Phyl Lobl

Phyl Lobl is a singer – songwriter – teacher who has been active as a performer at Folk Festivals, mainly in Australia, since just before the first National Folk Festival 1967. She thinks of herself as a Cultural Maintenance Worker. ” [I] started learning to play classical guitar, and I’d started, out of boredom, putting words to the exercises, and so I found out a way of putting words to set patterns of music.

And then I wrote a song “when will the people” which was about war and stuff, and I wrote Dark-eyed Daughter, about the bus rides round New South Wales  … I can still remember the day I read about it in the paper and the emotion I felt, and it spilled out into this thing “Dark-eyed Daughter“, based on a nursery rhyme called “Mother may I go out to swim? Yes, my darling daughter, hang your clothes on a hickory limb but don’t go near the water”. … that song became my entry into the folk world.” (Interview 14/02/2018)

Phyl Lobl australian songwriter

Listen to Songs By Phyl Lobl

Derby Hall

The  song selected for the First Australian Women’s songbook is Derby Hall. 

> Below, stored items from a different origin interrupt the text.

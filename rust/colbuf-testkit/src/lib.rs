//! Test utilities for the colbuf crates.
//!
//! The allocators here make reallocation paths observable and deterministic:
//! - [`RelocatingAllocator`](allocators::RelocatingAllocator) moves every
//!   allocation on growth, so pointer changes reveal reallocations.
//! - [`CountingAllocator`](allocators::CountingAllocator) records every call.
//! - [`FailingAllocator`](allocators::FailingAllocator) starts refusing
//!   requests after a configurable number of successes.

pub mod allocators;
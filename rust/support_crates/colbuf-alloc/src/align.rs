/// Aligns a number up to the next multiple of the specified alignment,
/// returning `None` when the result does not fit in `usize`.
///
/// # Examples
///
/// ```
/// use colbuf_alloc::align::checked_align_up;
///
/// assert_eq!(checked_align_up(0, 8), Some(0));
/// assert_eq!(checked_align_up(1, 8), Some(8));
/// assert_eq!(checked_align_up(8, 8), Some(8));
/// assert_eq!(checked_align_up(9, 8), Some(16));
/// assert_eq!(checked_align_up(usize::MAX, 8), None);
/// ```
///
/// # Panics
///
/// Panics in debug builds if `alignment` is zero or not a power of 2.
#[inline]
pub fn checked_align_up(n: usize, alignment: usize) -> Option<usize> {
    debug_assert_ne!(alignment, 0);
    debug_assert!(alignment.is_power_of_two());
    Some(n.checked_add(alignment - 1)? & !(alignment - 1))
}

/// Checks whether a pointer lies on an `alignment` boundary.
///
/// ```
/// use colbuf_alloc::align::is_aligned_ptr;
///
/// assert!(is_aligned_ptr(64 as *const u8, 64));
/// assert!(!is_aligned_ptr(65 as *const u8, 64));
/// ```
#[inline]
pub fn is_aligned_ptr(ptr: *const u8, alignment: usize) -> bool {
    debug_assert!(alignment.is_power_of_two());
    (ptr as usize) & (alignment - 1) == 0
}
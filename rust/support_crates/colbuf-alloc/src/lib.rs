//! Pluggable memory allocators for colbuf byte buffers.
//!
//! A buffer never talks to the heap directly: it holds a [`SharedAllocator`]
//! and routes every grow, shrink and release through it. This crate defines
//! that contract ([`BufferAllocator`]) and ships two implementations:
//!
//! - [`HeapAllocator`]: the global heap, handed out by [`default_allocator`].
//! - [`PageAllocator`]: anonymous memory mappings rounded to whole pages.

pub mod align;
pub mod allocator;
pub mod heap;
pub mod page;

#[cfg_attr(target_os = "linux", path = "mmap_linux.rs")]
#[cfg_attr(not(target_os = "linux"), path = "mmap_fallback.rs")]
mod mmap;

pub use allocator::{BufferAllocator, SharedAllocator, default_allocator};
pub use heap::HeapAllocator;
pub use page::PageAllocator;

This is a picture of the actual tin-lined hall in Derby, Tasmania . “In its hey day Derby was the site one of the richest tin mines in the world with a population of around 3,000. The Derby Town Hall was built in 1923 at the height of the mountain town’s prosperity. Sadly, just six years later the Briseis Dam (named after the 1876 Melbourne Cup winner) flooded the town killing 14 people in the worst flood in Tasmanian history.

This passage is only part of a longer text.